_Description of the task_
Gather each line containing the string "Oracle" from these entries.

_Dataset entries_
★ ★ ★ ★

use std::fs;
use std::path::Path;

use tracing::warn;

const IFACE_TYPE_ETHERNET: u16 = 1;
const IFACE_TYPE_WIFI: u16 = 801;

// Known MAC OUIs of virtual machine vendors.
const VM_MAC_PREFIXES: &[[u8; 3]] = &[
    [0x00, 0x05, 0x69], // VMware
    [0x00, 0x0C, 0x29], // VMware
    [0x00, 0x1C, 0x14], // VMware
    [0x00, 0x50, 0x56], // VMware
    [0x00, 0x03, 0xFF], // Microsoft Hyper-V
    [0x00, 0x15, 0x5D], // Microsoft Hyper-V
    [0x08, 0x00, 0x27], // Oracle VirtualBox
    [0x0A, 0x00, 0x27], // Oracle VirtualBox
    [0x00, 0x1C, 0x42], // Parallels
];

// Name prefixes of container and virtual network interfaces.
const VIRTUAL_PREFIXES: &[&str] = &["lo", "docker", "br-", "veth", "tun", "tap", "vmnet"];

/// Root directory of the network interfaces metadata on Linux.
pub(crate) const SYS_CLASS_NET: &str = "/sys/class/net";

/// A physical network interface.
#[derive(Debug, Clone, PartialEq, Eq)]
pub(crate) struct Interface {
    pub(crate) name: String,
    pub(crate) mac: [u8; 6],
    pub(crate) wireless: bool,
}

fn is_locally_administered(mac: [u8; 6]) -> bool {
    (mac[0] & 0x02) != 0
}

fn is_virtual_vendor(mac: [u8; 6]) -> bool {
    VM_MAC_PREFIXES.iter().any(|prefix| prefix == &mac[0..3])
}

pub(crate) fn parse_mac(text: &str) -> Option<[u8; 6]> {
    let mut mac = [0u8; 6];
    let mut parts = text.trim().split(':');

    for byte in &mut mac {
        *byte = u8::from_str_radix(parts.next()?, 16).ok()?;
    }

    parts.next().is_none().then_some(mac)
}

fn is_virtual(iface_path: &Path, name: &str, mac: [u8; 6]) -> bool {
    // Interfaces without a backing device are virtual.
    if !iface_path.join("device").exists() {
        return true;
    }

    if is_locally_administered(mac) || is_virtual_vendor(mac) {
        return true;
    }

    if let Ok(canonical) = fs::canonicalize(iface_path)
        && let Some(path) = canonical.to_str()
        && (path.contains("/sys/devices/virtual/") || path.contains("VMBUS"))
    {
        return true;
    }

    VIRTUAL_PREFIXES.iter().any(|prefix| name.starts_with(prefix))
}

fn read_interface(iface_path: &Path) -> Option<Interface> {
    let name = iface_path.file_name()?.to_str()?.to_string();
    let mac = parse_mac(&fs::read_to_string(iface_path.join("address")).ok()?)?;

    if is_virtual(iface_path, &name, mac) {
        return None;
    }

    let iface_type = fs::read_to_string(iface_path.join("type"))
        .ok()?
        .trim()
        .parse::<u16>()
        .ok()?;

    let wireless = iface_path.join("wireless").exists();
    match (wireless, iface_type) {
        (true, IFACE_TYPE_WIFI) | (false, IFACE_TYPE_ETHERNET) => Some(Interface {
            name,
            mac,
            wireless,
        }),
        _ => None,
    }
}

/// Returns the node network interface found under `net_dir`, preferring a
/// wireless one over an ethernet one.
pub(crate) fn find_interface(net_dir: &Path) -> Option<Interface> {
    let Ok(entries) = fs::read_dir(net_dir) else {
        warn!("Unable to read {}", net_dir.display());
        return None;
    };

    let mut interfaces: Vec<Interface> = entries
        .flatten()
        .filter_map(|entry| read_interface(&entry.path()))
        .collect();

    // `read_dir` order is unspecified.
    interfaces.sort_by(|a, b| b.wireless.cmp(&a.wireless).then_with(|| a.name.cmp(&b.name)));
    interfaces.into_iter().next()
}
use std::fs;
use std::path::{Path, PathBuf};

use linewatch::status::{LinkInfo, LinkSnapshot};

use tracing::info;

use crate::mac::{SYS_CLASS_NET, find_interface};

/// Wireless statistics exported by the Linux kernel.
pub const PROC_NET_WIRELESS: &str = "/proc/net/wireless";

/// Signal strength reported when no wireless statistics are available.
pub const NO_SIGNAL_RSSI: i32 = -100;

/// Link information of a Linux host.
///
/// The `MAC` address and the interface are discovered once, at creation. The
/// signal strength is read from the kernel wireless statistics on every
/// snapshot.
#[derive(Debug, Clone)]
pub struct LinuxLink {
    access_point: String,
    interface: Option<String>,
    mac: [u8; 6],
    wireless_stats: PathBuf,
}

impl LinuxLink {
    /// Discovers the host network interface.
    ///
    /// `access_point` is the name reported as the access point, usually the
    /// stored network identifier.
    #[must_use]
    pub fn discover(access_point: impl Into<String>) -> Self {
        let link = Self::new(access_point);
        match find_interface(Path::new(SYS_CLASS_NET)) {
            Some(interface) => {
                info!("Reporting link information of `{}`", interface.name);
                link.interface(interface.name).mac(interface.mac)
            }
            None => link,
        }
    }

    /// Creates a [`LinuxLink`] without an interface.
    #[must_use]
    pub fn new(access_point: impl Into<String>) -> Self {
        Self {
            access_point: access_point.into(),
            interface: None,
            mac: [0; 6],
            wireless_stats: PathBuf::from(PROC_NET_WIRELESS),
        }
    }

    /// Sets the interface whose signal strength is reported.
    #[must_use]
    pub fn interface(mut self, name: impl Into<String>) -> Self {
        self.interface = Some(name.into());
        self
    }

    /// Sets the reported `MAC` address.
    #[must_use]
    pub const fn mac(mut self, mac: [u8; 6]) -> Self {
        self.mac = mac;
        self
    }

    /// Sets the path of the wireless statistics file.
    #[must_use]
    pub fn wireless_stats(mut self, path: impl Into<PathBuf>) -> Self {
        self.wireless_stats = path.into();
        self
    }

    fn rssi(&self) -> i32 {
        fs::read_to_string(&self.wireless_stats)
            .ok()
            .and_then(|stats| signal_level(&stats, self.interface.as_deref()))
            .unwrap_or(NO_SIGNAL_RSSI)
    }
}

impl LinkInfo for LinuxLink {
    fn snapshot(&self) -> LinkSnapshot {
        LinkSnapshot::new(self.access_point.clone(), self.mac, self.rssi())
    }
}

// Reads the signal level, in dBm, of `interface` or of the first listed
// interface.
//
// The statistics start with two header lines, followed by one line per
// interface:
//
//   wlan0: 0000   54.  -56.  -256        0      0      0      0      0        0
fn signal_level(stats: &str, interface: Option<&str>) -> Option<i32> {
    stats
        .lines()
        .skip(2)
        .filter_map(|line| line.split_once(':'))
        .find(|(name, _)| interface.is_none_or(|interface| name.trim() == interface))
        .and_then(|(_, fields)| fields.split_whitespace().nth(2))
        .and_then(|level| level.trim_end_matches('.').parse::<f32>().ok())
        .map(|level| level as i32)
}

#[cfg(test)]
mod tests {
    use std::fs;

    use linewatch::status::LinkInfo;

    use super::{LinuxLink, NO_SIGNAL_RSSI, signal_level};

    const STATS: &str = "\
Inter-| sta-|   Quality        |   Discarded packets               | Missed | WE
 face | tus | link level noise |  nwid  crypt   frag  retry   misc | beacon | 22
 wlan0: 0000   54.  -56.  -256        0      0      0      0      0        0
 wlan1: 0000   30.  -80.  -256        0      0      0      0      0        0
";

    #[test]
    fn parse_signal_level() {
        assert_eq!(signal_level(STATS, None), Some(-56));
        assert_eq!(signal_level(STATS, Some("wlan1")), Some(-80));
        assert_eq!(signal_level(STATS, Some("wlan2")), None);
        assert_eq!(signal_level("", None), None);
    }

    #[test]
    fn snapshot() {
        let dir = tempfile::tempdir().unwrap();
        let stats = dir.path().join("wireless");
        fs::write(&stats, STATS).unwrap();

        let link = LinuxLink::new("home")
            .interface("wlan0")
            .mac([0x00, 0x1a, 0x2b, 0, 0, 1])
            .wireless_stats(&stats);
        let snapshot = link.snapshot();

        assert_eq!(snapshot.access_point, "home");
        assert_eq!(snapshot.mac, [0x00, 0x1a, 0x2b, 0, 0, 1]);
        assert_eq!(snapshot.rssi, -56);
        assert_eq!(snapshot.signal_percent(), 88);
    }

    #[test]
    fn missing_statistics() {
        let dir = tempfile::tempdir().unwrap();
        let link = LinuxLink::new("home").wireless_stats(dir.path().join("missing"));

        assert_eq!(link.snapshot().rssi, NO_SIGNAL_RSSI);
        assert_eq!(link.snapshot().signal_percent(), 0);
    }
}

★ ★ ★ ★

_Problem solution_
    [0x08, 0x00, 0x27], // Oracle VirtualBox
    [0x0A, 0x00, 0x27], // Oracle VirtualBox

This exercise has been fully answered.